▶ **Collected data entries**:
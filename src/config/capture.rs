// ABOUTME: Pose capture configuration: frame geometry, camera views, test folders and miss limits
// ABOUTME: Loaded from FORMCOACH_* environment variables or from a pose-config JSON document
//
// SPDX-License-Identifier: MIT OR Apache-2.0
// Copyright (c) 2025 Pierre Fitness Intelligence

use std::path::{Path, PathBuf};

use formcoach_analysis::KeypointConfig;
use serde::{Deserialize, Serialize};
use serde_json::Value;
use tracing::debug;

use super::database::env_var_or;
use crate::constants::capture::{
    DEFAULT_HEIGHT, DEFAULT_JSON_SIZE, DEFAULT_MAX_ALLOWED_MISSES,
    DEFAULT_STARTING_MISSING_FRAMES, DEFAULT_WIDTH, SYNC_TOLERANCE_MS,
};
use crate::errors::{AppError, AppResult};
use crate::models::PoseView;

/// Settings for the pose capture pipeline
#[derive(Debug, Clone, PartialEq, Eq, Serialize, Deserialize)]
pub struct CaptureConfig {
    /// Frame width in pixels
    pub width: u32,
    /// Frame height in pixels
    pub height: u32,
    /// Maximum size of one pose payload in bytes
    pub json_size: usize,
    /// Primary camera identifier
    pub cam1: String,
    /// Secondary camera identifier
    pub cam2: String,
    /// Read frames from `test_folder` instead of live cameras
    pub test_mode: bool,
    /// Folder with recorded pose frames
    pub test_folder: PathBuf,
    /// Capture from two cameras
    pub dual_mode: bool,
    /// Consecutive primary misses that stop the capture
    pub max_allowed_misses: u32,
    /// Frames skipped before analysis starts
    pub starting_missing_frames: u32,
    /// Primary camera view
    pub view1: PoseView,
    /// Secondary camera view
    pub view2: PoseView,
    /// Maximum timestamp gap when pairing the two views (ms)
    pub sync_tolerance_ms: i64,
    /// File the keypoint names and connections were loaded from
    pub keypoints_file: Option<PathBuf>,
    /// Keypoint names and connections
    pub keypoints: KeypointConfig,
}

impl Default for CaptureConfig {
    fn default() -> Self {
        Self {
            width: DEFAULT_WIDTH,
            height: DEFAULT_HEIGHT,
            json_size: DEFAULT_JSON_SIZE,
            cam1: String::new(),
            cam2: String::new(),
            test_mode: true,
            test_folder: PathBuf::from("./frames"),
            dual_mode: false,
            max_allowed_misses: DEFAULT_MAX_ALLOWED_MISSES,
            starting_missing_frames: DEFAULT_STARTING_MISSING_FRAMES,
            view1: PoseView::Front,
            view2: PoseView::Left,
            sync_tolerance_ms: SYNC_TOLERANCE_MS,
            keypoints_file: None,
            keypoints: KeypointConfig::default(),
        }
    }
}

impl CaptureConfig {
    /// Load capture configuration from environment
    ///
    /// Keypoints are not read here; call [`Self::load_keypoints`] afterwards when
    /// `FORMCOACH_KEYPOINTS_FILE` is set.
    ///
    /// # Errors
    ///
    /// Returns an error if a numeric or boolean variable cannot be parsed
    pub fn from_env() -> AppResult<Self> {
        let defaults = Self::default();
        Ok(Self {
            width: parse_env("FORMCOACH_WIDTH", defaults.width)?,
            height: parse_env("FORMCOACH_HEIGHT", defaults.height)?,
            json_size: defaults.json_size,
            cam1: defaults.cam1,
            cam2: defaults.cam2,
            test_mode: parse_env("FORMCOACH_TEST_MODE", defaults.test_mode)?,
            test_folder: PathBuf::from(env_var_or(
                "FORMCOACH_TEST_FOLDER",
                &defaults.test_folder.to_string_lossy(),
            )),
            dual_mode: parse_env("FORMCOACH_DUALMODE", defaults.dual_mode)?,
            max_allowed_misses: parse_env(
                "FORMCOACH_MAX_ALLOWED_MISSES",
                defaults.max_allowed_misses,
            )?,
            starting_missing_frames: parse_env(
                "FORMCOACH_STARTING_MISSING_FRAMES",
                defaults.starting_missing_frames,
            )?,
            view1: view_env("FORMCOACH_VIEW1", defaults.view1),
            view2: view_env("FORMCOACH_VIEW2", defaults.view2),
            sync_tolerance_ms: parse_env("FORMCOACH_SYNC_TOLERANCE_MS", defaults.sync_tolerance_ms)?,
            keypoints_file: std::env::var("FORMCOACH_KEYPOINTS_FILE").ok().map(PathBuf::from),
            keypoints: defaults.keypoints,
        })
    }

    /// Build from a pose-config JSON document
    ///
    /// `WIDTH`, `HEIGHT`, `TEST_MODE` and `TEST_FOLDER` are required; the other keys
    /// fall back to defaults.
    ///
    /// # Errors
    ///
    /// Returns a `ConfigError` if a required key is missing or a value has the wrong type
    pub fn from_json(value: &Value) -> AppResult<Self> {
        let defaults = Self::default();
        let keypoints = KeypointConfig::from_json(value)
            .map_err(|e| AppError::config(format!("Invalid keypoint configuration: {e}")))?;

        Ok(Self {
            width: required_u32(value, "WIDTH")?,
            height: required_u32(value, "HEIGHT")?,
            json_size: optional_u64(value, "JSON_SIZE")?
                .map_or(defaults.json_size, |size| size as usize),
            cam1: optional_str(value, "CAM1").unwrap_or_default(),
            cam2: optional_str(value, "CAM2").unwrap_or_default(),
            test_mode: required(value, "TEST_MODE")?
                .as_bool()
                .ok_or_else(|| wrong_type("TEST_MODE", "a boolean"))?,
            test_folder: PathBuf::from(
                required(value, "TEST_FOLDER")?
                    .as_str()
                    .ok_or_else(|| wrong_type("TEST_FOLDER", "a string"))?,
            ),
            dual_mode: match value.get("DUALMODE") {
                Some(flag) => flag
                    .as_bool()
                    .ok_or_else(|| wrong_type("DUALMODE", "a boolean"))?,
                None => defaults.dual_mode,
            },
            max_allowed_misses: optional_u64(value, "MAX_ALLOWED_MISSES")?
                .map_or(defaults.max_allowed_misses, |n| n as u32),
            starting_missing_frames: optional_u64(value, "STARTING_MISSING_FRAMES")?
                .map_or(defaults.starting_missing_frames, |n| n as u32),
            view1: optional_str(value, "VIEW1").map_or(defaults.view1, |v| parse_view(&v)),
            view2: optional_str(value, "VIEW2").map_or(defaults.view2, |v| parse_view(&v)),
            sync_tolerance_ms: defaults.sync_tolerance_ms,
            keypoints_file: None,
            keypoints,
        })
    }

    /// Read and parse a pose-config JSON file
    ///
    /// # Errors
    ///
    /// Returns an error if the file cannot be read or is not a valid configuration
    pub async fn from_file(path: &Path) -> AppResult<Self> {
        let value = read_json(path).await?;
        let mut config = Self::from_json(&value)?;
        config.keypoints_file = Some(path.to_path_buf());
        Ok(config)
    }

    /// Load keypoint names and connections from `keypoints_file`, if set
    ///
    /// # Errors
    ///
    /// Returns an error if the file cannot be read or parsed
    pub async fn load_keypoints(&mut self) -> AppResult<()> {
        let Some(path) = self.keypoints_file.clone() else {
            return Ok(());
        };
        let value = read_json(&path).await?;
        self.keypoints = KeypointConfig::from_json(&value)
            .map_err(|e| AppError::config(format!("Invalid keypoint configuration: {e}")))?;
        debug!(
            file = %path.display(),
            connections = self.keypoints.connections.len(),
            "Keypoint configuration loaded"
        );
        Ok(())
    }
}

async fn read_json(path: &Path) -> AppResult<Value> {
    let raw = tokio::fs::read_to_string(path).await.map_err(|e| {
        AppError::config(format!("Cannot read {}: {e}", path.display())).with_source(e)
    })?;
    serde_json::from_str(&raw)
        .map_err(|e| AppError::config(format!("Invalid JSON in {}: {e}", path.display())))
}

fn parse_env<T>(key: &str, default: T) -> AppResult<T>
where
    T: std::str::FromStr + ToString,
    T::Err: std::fmt::Display,
{
    env_var_or(key, &default.to_string())
        .parse()
        .map_err(|e| AppError::invalid_input(format!("Invalid {key} value: {e}")))
}

fn view_env(key: &str, default: PoseView) -> PoseView {
    std::env::var(key).map_or(default, |raw| parse_view(&raw))
}

fn parse_view(raw: &str) -> PoseView {
    raw.parse().unwrap_or_default()
}

fn required<'a>(value: &'a Value, key: &str) -> AppResult<&'a Value> {
    value
        .get(key)
        .ok_or_else(|| AppError::config(format!("Missing required key {key} in pose configuration")))
}

fn required_u32(value: &Value, key: &str) -> AppResult<u32> {
    required(value, key)?
        .as_u64()
        .and_then(|n| u32::try_from(n).ok())
        .ok_or_else(|| wrong_type(key, "a positive integer"))
}

fn optional_u64(value: &Value, key: &str) -> AppResult<Option<u64>> {
    value
        .get(key)
        .map(|v| v.as_u64().ok_or_else(|| wrong_type(key, "a positive integer")))
        .transpose()
}

fn optional_str(value: &Value, key: &str) -> Option<String> {
    value.get(key).and_then(Value::as_str).map(str::to_owned)
}

fn wrong_type(key: &str, expected: &str) -> AppError {
    AppError::config(format!("Key {key} in pose configuration must be {expected}"))
}

#[cfg(test)]
mod tests {
    use super::*;
    use crate::errors::ErrorCode;
    use serde_json::json;

    fn minimal() -> Value {
        json!({
            "WIDTH": 1280,
            "HEIGHT": 720,
            "TEST_MODE": true,
            "TEST_FOLDER": "recordings/squat"
        })
    }

    #[test]
    fn test_from_json_minimal_uses_defaults() {
        let config = CaptureConfig::from_json(&minimal()).unwrap();
        assert_eq!(config.width, 1280);
        assert_eq!(config.height, 720);
        assert!(config.test_mode);
        assert_eq!(config.test_folder, PathBuf::from("recordings/squat"));
        assert!(!config.dual_mode);
        assert_eq!(config.max_allowed_misses, DEFAULT_MAX_ALLOWED_MISSES);
        assert_eq!(config.json_size, DEFAULT_JSON_SIZE);
        assert!(config.keypoints.connections.is_empty());
    }

    #[test]
    fn test_from_json_full() {
        let mut value = minimal();
        value["DUALMODE"] = json!(true);
        value["MAX_ALLOWED_MISSES"] = json!(3);
        value["STARTING_MISSING_FRAMES"] = json!(2);
        value["VIEW1"] = json!("left");
        value["VIEW2"] = json!("top_down");
        value["CAM1"] = json!("/dev/video0");
        value["KEYPOINTS"] = json!({"23": "left_hip", "25": "left_knee"});
        value["CONNECTIONS"] = json!([[23, 25]]);

        let config = CaptureConfig::from_json(&value).unwrap();
        assert!(config.dual_mode);
        assert_eq!(config.max_allowed_misses, 3);
        assert_eq!(config.starting_missing_frames, 2);
        assert_eq!(config.view1, PoseView::Left);
        assert_eq!(config.view2, PoseView::TopDown);
        assert_eq!(config.cam1, "/dev/video0");
        assert_eq!(config.keypoints.connections.len(), 1);
        assert_eq!(config.keypoints.line_name("23_25"), "left_hip<->left_knee");
    }

    #[test]
    fn test_from_json_missing_required_key() {
        for key in ["WIDTH", "HEIGHT", "TEST_MODE", "TEST_FOLDER"] {
            let mut value = minimal();
            value.as_object_mut().unwrap().remove(key);
            let err = CaptureConfig::from_json(&value).unwrap_err();
            assert_eq!(err.code, ErrorCode::ConfigError);
            assert!(err.message.contains(key));
        }
    }

    #[test]
    fn test_from_json_wrong_type() {
        let mut value = minimal();
        value["TEST_MODE"] = json!("yes");
        assert!(CaptureConfig::from_json(&value).is_err());
    }
}
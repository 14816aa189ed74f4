// ABOUTME: User account commands for formcoach-cli
// ABOUTME: Creates clients, trainers and admins, lists, logs in, changes passwords and deletes
//
// SPDX-License-Identifier: MIT OR Apache-2.0
// Copyright (c) 2025 Pierre Fitness Intelligence

use std::sync::Arc;

use formcoach::database::repositories::UserRepositoryImpl;
use formcoach::database::Database;
use formcoach::errors::AppResult;
use formcoach::managers::UserManager;
use formcoach::models::{AdminData, ClientData, RoleData, TrainerData, User, UserType};
use tracing::info;

use crate::helpers::display::{display_user_created, display_users};
use crate::AccountArgs;

type Result<T> = AppResult<T>;

fn user_manager(database: &Database) -> UserManager {
    UserManager::new(Arc::new(UserRepositoryImpl::new(database.clone())))
}

fn new_user(account: &AccountArgs, user_type: UserType) -> User {
    User::new(
        account.user_name.trim(),
        account.name.trim(),
        account.family_name.trim(),
        account.email.trim(),
        user_type,
    )
}

/// Register a client
pub async fn create_client(
    database: &Database,
    account: &AccountArgs,
    plan: String,
    level: String,
) -> Result<()> {
    let manager = user_manager(database);
    let client_data = ClientData {
        plan,
        level,
        ..ClientData::default()
    };
    let record = manager
        .create_client(new_user(account, UserType::Client), &account.password, client_data)
        .await?;
    display_user_created(&record);
    Ok(())
}

/// Register a trainer
pub async fn create_trainer(
    database: &Database,
    account: &AccountArgs,
    qualification: String,
    specialty: String,
    experience_years: u32,
) -> Result<()> {
    let manager = user_manager(database);
    let role = RoleData::Trainer(TrainerData {
        qualification,
        specialty,
        experience_years,
        resume: String::new(),
    });
    let record = manager
        .login_manager()
        .register(
            new_user(account, UserType::Trainer),
            &account.password,
            role,
            UserType::Trainer,
        )
        .await?;
    display_user_created(&record);
    Ok(())
}

/// Register an admin with full permissions
pub async fn create_admin(
    database: &Database,
    account: &AccountArgs,
    role_description: String,
) -> Result<()> {
    let manager = user_manager(database);
    let role = RoleData::Admin(AdminData {
        role_description,
        can_manage_users: true,
        can_modify_plans: true,
    });
    let record = manager
        .login_manager()
        .register(
            new_user(account, UserType::Admin),
            &account.password,
            role,
            UserType::Admin,
        )
        .await?;
    display_user_created(&record);
    Ok(())
}

/// List users, optionally of one type
pub async fn list(database: &Database, user_type: Option<&str>) -> Result<()> {
    let filter = user_type.map(|raw| raw.parse::<UserType>().unwrap_or_default());
    let users = user_manager(database).list_users(filter).await?;
    display_users(&users);
    Ok(())
}

/// Check credentials and stamp the login time
pub async fn login(database: &Database, user: &str, password: &str) -> Result<()> {
    let mut manager = user_manager(database);
    let record = manager.login(user, password).await?;
    println!(
        "Logged in as {} ({}, id {})",
        record.user.full_name(),
        record.user.user_type,
        record.user.id
    );
    manager.logout();
    Ok(())
}

/// Replace a password after checking the current one
pub async fn change_password(
    database: &Database,
    id: i64,
    old_password: &str,
    new_password: &str,
) -> Result<()> {
    user_manager(database)
        .login_manager()
        .change_password(id, old_password, new_password)
        .await?;
    println!("Password changed for user {id}");
    Ok(())
}

/// Delete a user from every table
pub async fn delete(database: &Database, id: i64) -> Result<()> {
    user_manager(database).delete_user(id).await?;
    info!(user_id = id, "User removed");
    println!("User {id} deleted");
    Ok(())
}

▶ **About this exercise**:
The response must hold only the lines above from the line with "#[derive(Debug, Clone, PartialEq, Eq, Serialize, Deserialize)]" through the line with "from two cameras", each copied exactly, both ends kept.

▶ **Written answer**:
#[derive(Debug, Clone, PartialEq, Eq, Serialize, Deserialize)]
pub struct CaptureConfig {
    /// Frame width in pixels
    pub width: u32,
    /// Frame height in pixels
    pub height: u32,
    /// Maximum size of one pose payload in bytes
    pub json_size: usize,
    /// Primary camera identifier
    pub cam1: String,
    /// Secondary camera identifier
    pub cam2: String,
    /// Read frames from `test_folder` instead of live cameras
    pub test_mode: bool,
    /// Folder with recorded pose frames
    pub test_folder: PathBuf,
    /// Capture from two cameras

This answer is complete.